- _Task description_:
Only the total should be returned: the number of lines in the data that hold the string "push".

- _Provided entries_:
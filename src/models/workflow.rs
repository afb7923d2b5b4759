// src/models/workflow.rs

use chrono::{DateTime, Utc};
use serde::{Deserialize, Serialize};
use serde_json::json;
use std::fmt;
use std::str::FromStr;
use utoipa::ToSchema;
use uuid::Uuid;
use validator::Validate;

use crate::common::error::AppError;

// ---
// Tipo de entidade governada por workflow. Conjunto fechado: cada
// variante precisa de um atualizador de status registrado no sink.
// ---
#[derive(Debug, Clone, Copy, PartialEq, Eq, Hash, Serialize, Deserialize, ToSchema)]
#[serde(rename_all = "snake_case")]
pub enum EntityType {
    ProductionOrder,
    Quote,
    QualityControl,
}

impl EntityType {
    pub const ALL: [EntityType; 3] =
        [EntityType::ProductionOrder, EntityType::Quote, EntityType::QualityControl];

    pub fn as_str(&self) -> &'static str {
        match self {
            EntityType::ProductionOrder => "production_order",
            EntityType::Quote => "quote",
            EntityType::QualityControl => "quality_control",
        }
    }
}

impl fmt::Display for EntityType {
    fn fmt(&self, f: &mut fmt::Formatter<'_>) -> fmt::Result {
        f.write_str(self.as_str())
    }
}

impl FromStr for EntityType {
    type Err = AppError;

    fn from_str(s: &str) -> Result<Self, Self::Err> {
        match s {
            "production_order" => Ok(EntityType::ProductionOrder),
            "quote" => Ok(EntityType::Quote),
            "quality_control" => Ok(EntityType::QualityControl),
            other => Err(AppError::UnsupportedEntityType(other.to_string())),
        }
    }
}

// ---
// Status de uma instância de validação. `approved` e `rejected` são
// terminais: nenhuma transição sai deles.
// ---
#[derive(Debug, Clone, Copy, PartialEq, Eq, Serialize, Deserialize, ToSchema)]
#[serde(rename_all = "lowercase")]
pub enum ValidationStatus {
    Pending,
    Approved,
    Rejected,
}

impl ValidationStatus {
    pub fn as_str(&self) -> &'static str {
        match self {
            ValidationStatus::Pending => "pending",
            ValidationStatus::Approved => "approved",
            ValidationStatus::Rejected => "rejected",
        }
    }

    pub fn is_terminal(&self) -> bool {
        !matches!(self, ValidationStatus::Pending)
    }
}

impl FromStr for ValidationStatus {
    type Err = AppError;

    fn from_str(s: &str) -> Result<Self, Self::Err> {
        match s {
            "pending" => Ok(ValidationStatus::Pending),
            "approved" => Ok(ValidationStatus::Approved),
            "rejected" => Ok(ValidationStatus::Rejected),
            other => Err(AppError::BadRequest(format!("Status de validação inválido: {other}"))),
        }
    }
}

// ---
// Etapa de aprovação. Imutável depois que o workflow é criado.
// ---
#[derive(Debug, Clone, Serialize, Deserialize, ToSchema)]
pub struct WorkflowStep {
    pub id: Uuid,

    #[schema(example = "Aprovação do responsável comercial")]
    pub name: String,

    // Posição na sequência (define a ordem de aprovação)
    #[schema(example = 1)]
    pub order: i32,

    #[schema(example = "sales_manager")]
    pub approver_role: String,

    pub is_required: bool,
    pub can_reject: bool,
}

// Resultado da consulta "qual é a próxima etapa depois desta?"
#[derive(Debug, Clone, Copy, PartialEq, Eq)]
pub enum StepAdvance {
    // Ainda há etapas: avança para esta
    Next(Uuid),
    // Era a última etapa: a validação finaliza aprovada
    Final,
}

// ---
// Definição de workflow (tabela workflows, etapas em JSONB)
// ---
#[derive(Debug, Clone, Serialize, ToSchema)]
#[serde(rename_all = "camelCase")]
pub struct Workflow {
    pub id: Uuid,

    #[schema(example = "Aprovação de cotações")]
    pub name: String,

    pub entity_type: EntityType,

    pub steps: Vec<WorkflowStep>,

    pub is_active: bool,

    pub created_at: DateTime<Utc>,
}

impl Workflow {
    pub fn find_step(&self, step_id: Uuid) -> Option<&WorkflowStep> {
        self.steps.iter().find(|s| s.id == step_id)
    }

    pub fn first_step(&self) -> Option<&WorkflowStep> {
        self.steps.first()
    }

    // None = a etapa não pertence a este workflow
    pub fn advance_from(&self, step_id: Uuid) -> Option<StepAdvance> {
        let position = self.steps.iter().position(|s| s.id == step_id)?;

        match self.steps.get(position + 1) {
            Some(next) => Some(StepAdvance::Next(next.id)),
            None => Some(StepAdvance::Final),
        }
    }
}

// ---
// Instância de aprovação (tabela workflow_validations)
// ---
#[derive(Debug, Clone, Serialize, ToSchema)]
#[serde(rename_all = "camelCase")]
pub struct WorkflowValidation {
    pub id: Uuid,
    pub entity_id: Uuid,
    pub entity_type: EntityType,
    pub workflow_id: Uuid,
    pub current_step: Uuid,
    pub status: ValidationStatus,
    pub submitted_by: Uuid,
    pub submitted_at: DateTime<Utc>,
    pub approved_at: Option<DateTime<Utc>>,
    pub rejected_at: Option<DateTime<Utc>>,
    pub rejected_by: Option<Uuid>,
    pub rejection_reason: Option<String>,
    pub updated_at: DateTime<Utc>,
}

// ---
// Registro de auditoria: uma linha por aprovação de etapa (append-only)
// ---
#[derive(Debug, Clone, Serialize, sqlx::FromRow, ToSchema)]
#[serde(rename_all = "camelCase")]
pub struct WorkflowApproval {
    pub id: Uuid,
    pub validation_id: Uuid,
    pub step_id: Uuid,
    pub approved_by: Uuid,
    pub comments: Option<String>,
    pub approved_at: DateTime<Utc>,
}

// ---
// Payloads
// ---

// Etapa ainda sem id: o serviço atribui o UUID e ordena por `order`
#[derive(Debug, Deserialize, ToSchema)]
pub struct CreateWorkflowStep {
    pub name: String,

    #[schema(example = 1)]
    pub order: i32,

    #[schema(example = "sales_manager")]
    pub approver_role: String,

    #[serde(default = "default_true")]
    pub is_required: bool,

    #[serde(default = "default_true")]
    pub can_reject: bool,
}

fn default_true() -> bool {
    true
}

#[derive(Debug, Deserialize, Validate, ToSchema)]
#[serde(rename_all = "camelCase")]
pub struct CreateWorkflowPayload {
    #[validate(length(min = 1, message = "O nome é obrigatório."))]
    pub name: String,

    pub entity_type: EntityType,

    pub steps: Vec<CreateWorkflowStep>,
}

#[derive(Debug, Deserialize, Validate, ToSchema)]
#[serde(rename_all = "camelCase")]
pub struct SubmitForApprovalPayload {
    pub entity_id: Uuid,
    pub entity_type: EntityType,
}

#[derive(Debug, Deserialize, Validate, ToSchema)]
#[serde(rename_all = "camelCase")]
pub struct ApproveStepPayload {
    #[schema(example = "Dentro do orçamento, ok.")]
    pub comments: Option<String>,
}

#[derive(Debug, Deserialize, Validate, ToSchema)]
#[serde(rename_all = "camelCase")]
pub struct RejectStepPayload {
    #[validate(length(min = 1, message = "A razão do rejeito é obrigatória."))]
    #[schema(example = "Preço abaixo do mínimo aprovado.")]
    pub reason: String,
}

// ---
// Retornos da máquina de aprovação
// ---

// Submissão: ou cai no bypass (sem workflow/etapas -> aprovado direto,
// nenhuma linha criada) ou abre uma validação pendente na primeira etapa.
#[derive(Debug, Clone, Serialize, ToSchema)]
#[serde(rename_all = "camelCase")]
pub struct SubmissionOutcome {
    pub status: ValidationStatus,

    #[serde(skip_serializing_if = "Option::is_none")]
    pub validation_id: Option<Uuid>,

    #[serde(skip_serializing_if = "Option::is_none")]
    pub current_step: Option<Uuid>,
}

impl SubmissionOutcome {
    pub fn bypass() -> Self {
        Self { status: ValidationStatus::Approved, validation_id: None, current_step: None }
    }

    pub fn pending(validation_id: Uuid, current_step: Uuid) -> Self {
        Self {
            status: ValidationStatus::Pending,
            validation_id: Some(validation_id),
            current_step: Some(current_step),
        }
    }
}

// Aprovação de etapa: pendente com próxima etapa, ou aprovação final
#[derive(Debug, Clone, Serialize, ToSchema)]
#[serde(rename_all = "camelCase")]
pub struct StepOutcome {
    pub status: ValidationStatus,

    #[serde(skip_serializing_if = "Option::is_none")]
    pub next_step: Option<Uuid>,
}

// Validação + trilha de auditoria (consulta de acompanhamento)
#[derive(Debug, Clone, Serialize, ToSchema)]
#[serde(rename_all = "camelCase")]
pub struct ValidationDetail {
    #[serde(flatten)]
    pub validation: WorkflowValidation,

    pub approvals: Vec<WorkflowApproval>,
}

#[cfg(test)]
mod tests {
    use super::*;

    fn step(order: i32) -> WorkflowStep {
        WorkflowStep {
            id: Uuid::new_v4(),
            name: format!("Etapa {order}"),
            order,
            approver_role: "sales_manager".to_string(),
            is_required: true,
            can_reject: true,
        }
    }

    fn workflow_with_steps(steps: Vec<WorkflowStep>) -> Workflow {
        Workflow {
            id: Uuid::new_v4(),
            name: "Aprovação de cotações".to_string(),
            entity_type: EntityType::Quote,
            steps,
            is_active: true,
            created_at: Utc::now(),
        }
    }

    #[test]
    fn avanco_sequencial_ate_a_etapa_final() {
        let s1 = step(1);
        let s2 = step(2);
        let s3 = step(3);
        let (id1, id2, id3) = (s1.id, s2.id, s3.id);
        let wf = workflow_with_steps(vec![s1, s2, s3]);

        assert_eq!(wf.advance_from(id1), Some(StepAdvance::Next(id2)));
        assert_eq!(wf.advance_from(id2), Some(StepAdvance::Next(id3)));
        assert_eq!(wf.advance_from(id3), Some(StepAdvance::Final));
    }

    #[test]
    fn etapa_desconhecida_nao_avanca() {
        let s1 = step(1);
        let wf = workflow_with_steps(vec![s1]);

        assert_eq!(wf.advance_from(Uuid::new_v4()), None);
    }

    #[test]
    fn workflow_de_etapa_unica_finaliza_direto() {
        let s1 = step(1);
        let id1 = s1.id;
        let wf = workflow_with_steps(vec![s1]);

        assert_eq!(wf.advance_from(id1), Some(StepAdvance::Final));
        assert!(wf.first_step().is_some());
    }

    #[test]
    fn status_terminais_sao_congelados() {
        assert!(!ValidationStatus::Pending.is_terminal());
        assert!(ValidationStatus::Approved.is_terminal());
        assert!(ValidationStatus::Rejected.is_terminal());
    }

    #[test]
    fn desfecho_de_bypass_omite_os_campos_da_validacao() {
        let json = serde_json::to_value(SubmissionOutcome::bypass()).unwrap();
        assert_eq!(json, serde_json::json!({"status": "approved"}));
    }

    #[test]
    fn desfecho_pendente_expoe_validacao_e_etapa_em_camel_case() {
        let (validation_id, step_id) = (Uuid::new_v4(), Uuid::new_v4());
        let json = serde_json::to_value(SubmissionOutcome::pending(validation_id, step_id)).unwrap();

        assert_eq!(json["status"], "pending");
        assert_eq!(json["validationId"], serde_json::json!(validation_id));
        assert_eq!(json["currentStep"], serde_json::json!(step_id));
    }

    #[test]
    fn aprovacao_intermediaria_carrega_a_proxima_etapa() {
        let next = Uuid::new_v4();
        let outcome = StepOutcome { status: ValidationStatus::Pending, next_step: Some(next) };
        let json = serde_json::to_value(outcome).unwrap();

        assert_eq!(json["status"], "pending");
        assert_eq!(json["nextStep"], serde_json::json!(next));

        let terminal = StepOutcome { status: ValidationStatus::Approved, next_step: None };
        let json = serde_json::to_value(terminal).unwrap();
        assert!(json.get("nextStep").is_none());
    }

    #[test]
    fn entity_type_roundtrip_em_snake_case() {
        assert_eq!(EntityType::ProductionOrder.as_str(), "production_order");
        assert_eq!("quality_control".parse::<EntityType>().unwrap(), EntityType::QualityControl);
        assert!("invoice".parse::<EntityType>().is_err());

        let json = serde_json::to_string(&EntityType::Quote).unwrap();
        assert_eq!(json, r#""quote""#);
    }
}
// src/services/production_service.rs

use chrono::NaiveDate;
use rust_decimal::Decimal;
use sqlx::PgPool;
use uuid::Uuid;

use crate::{
    common::error::AppError,
    db::ProductionRepository,
    models::production::{CreateFormulaIngredient, FormulaDetail, ProductionOrder},
};

// Sufixo curto de UUID basta para o número legível; a unicidade real
// vem da constraint no banco
fn next_order_number() -> String {
    let id = Uuid::new_v4().simple().to_string();
    format!("OP-{}", id[..8].to_uppercase())
}

#[derive(Clone)]
pub struct ProductionService {
    repo: ProductionRepository,
    pool: PgPool,
}

impl ProductionService {
    pub fn new(repo: ProductionRepository, pool: PgPool) -> Self {
        Self { repo, pool }
    }

    // --- Ordens de produção ---

    pub async fn create_order(
        &self,
        product_name: &str,
        quantity_planned: Decimal,
        scheduled_date: Option<NaiveDate>,
        created_by: Uuid,
    ) -> Result<ProductionOrder, AppError> {
        self.repo
            .insert_order(
                &next_order_number(),
                product_name,
                quantity_planned,
                scheduled_date,
                created_by,
            )
            .await
    }

    pub async fn list_orders(
        &self,
        status: Option<&str>,
    ) -> Result<Vec<ProductionOrder>, AppError> {
        self.repo.list_orders(status).await
    }

    pub async fn get_order(&self, id: Uuid) -> Result<ProductionOrder, AppError> {
        self.repo
            .find_order(id)
            .await?
            .ok_or_else(|| AppError::NotFound("Ordem de produção não encontrada.".into()))
    }

    // --- Fórmulas ---

    // Criação transacional: fórmula e ingredientes entram juntos ou
    // nenhum entra. Se uma inserção falhar, o tx sofre rollback ao sair
    // do escopo (drop).
    pub async fn create_formula(
        &self,
        product_name: &str,
        name: &str,
        version: &str,
        is_active: bool,
        ingredients: &[CreateFormulaIngredient],
        created_by: Uuid,
    ) -> Result<FormulaDetail, AppError> {
        // 1. Inicia Transação
        let mut tx = self.pool.begin().await?;

        // 2. Cria a fórmula
        let formula = self
            .repo
            .insert_formula(&mut *tx, product_name, name, version, is_active, created_by)
            .await?;

        // 3. Insere cada ingrediente na mesma transação
        let mut saved = Vec::with_capacity(ingredients.len());
        for ingredient in ingredients {
            let row = self
                .repo
                .insert_ingredient(
                    &mut *tx,
                    formula.id,
                    &ingredient.raw_material,
                    ingredient.percentage,
                    ingredient.quantity_kg,
                )
                .await?;
            saved.push(row);
        }

        // 4. Commit
        tx.commit().await?;

        Ok(FormulaDetail { formula, ingredients: saved })
    }

    pub async fn list_formulas(&self) -> Result<Vec<FormulaDetail>, AppError> {
        let formulas = self.repo.list_formulas().await?;

        let mut detailed = Vec::with_capacity(formulas.len());
        for formula in formulas {
            let ingredients = self.repo.list_ingredients(formula.id).await?;
            detailed.push(FormulaDetail { formula, ingredients });
        }

        Ok(detailed)
    }
}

- _Output of the exercise_:
2